DeepADNet: A CNN‐LSTM model for the multi‐class classification of Alzheimer’s disease using multichannel EEG

Abstract Background Early and accurate diagnosis of Alzheimer’s disease (AD) – an incurable and progressive brain disorder, along with a sharp upward trend in the incidence rate, is significantly important for patients to take prevention and appropriate treatments. However, the pathophysiological mechanism at the levels of AD severity is still poorly understood in spite of the worldwide financial and research efforts. Using an inexpensive and noninvasive modality, such as Electroencephalography (EEG) coupled with Deep Learning (DL)‐derived diagnostic tool to retain the accuracy and versatility, therefore, has gained much attention in AD multi‐class classification. Methods The present study proposes DL model, named DeepADNet, for the AD multi‐class classification using multichannel EEG. First, we extracted the event‐related spectral perturbation (ERSP) features measuring the average dynamic changes in amplitude of three main EEG frequency bands relative to a specific experimental event.

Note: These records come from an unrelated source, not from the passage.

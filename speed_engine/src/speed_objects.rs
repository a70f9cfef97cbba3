use gsc_common::Speed;
use serde::{Deserialize, Serialize};

/// A validated speed calculation request.
///
/// Instances are only ever produced by [`validate_speed_request`][crate::validate_speed_request], so holders can rely
/// on `initial_speed` being finite and non-negative, and every incline being a finite grade with a magnitude below
/// 90 degrees. The incline order is significant: it is the order in which the terrain segments are traversed.
#[derive(Debug, Clone, PartialEq, Serialize, Deserialize)]
#[serde(rename_all = "camelCase")]
pub struct SpeedRequest {
    pub initial_speed: f64,
    pub inclines: Vec<f64>,
}

/// The outcome of a speed calculation. `final_speed` is always non-negative and rounded to one decimal place.
#[derive(Debug, Clone, Copy, PartialEq, Serialize, Deserialize)]
#[serde(rename_all = "camelCase")]
pub struct SpeedResult {
    pub final_speed: Speed,
}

Second, the hybrid deep Convolutional Neural Network (CNN) ‐ Long Short‐Term Memory Network (LSTM) was built to exploit the wide range of ERSP patterns on a time‐frequency domain and to generate discriminant features to classify healthy controls (HC) with two AD subject groups. To tackle the imbalance problem and improve the classification accuracy, we also applied different over‐sampling techniques Results The EEG data were collected from the Oddball – a cognitive ability test with 63 subjects (23 HC, 17 Pre‐symptomatic AD (aAD) and 23 Prodromal AD (pAD) subjects) and the N‐back – a memory ability test with 36 subjects (13 HC, 11 aAD and 12 pAD subjects). We demonstrated that the ERSP patterns displayed significant differences among three subject groups during the two experimental stages. Classification results also reveal that a CNN‐LSTM model could overcome the existing methods utilizing the hand‐engineered features which demand on prior knowledge of AD analysis and achieved the highest accuracy during the Oddball (71.95% ± 0.019 and 75.95% ± 0.017) and during the N‐back (69.40% ± 0.003 and 73.70% ± 0.010) corresponding to original and SVMSMOTE‐based ERSP features. Conclusions These findings demonstrate the capability of the EEG systems to better underlie the AD progression through spatiotemporal‐dynamic regions in the brain and the potential of DL‐based models for further AD classification studies.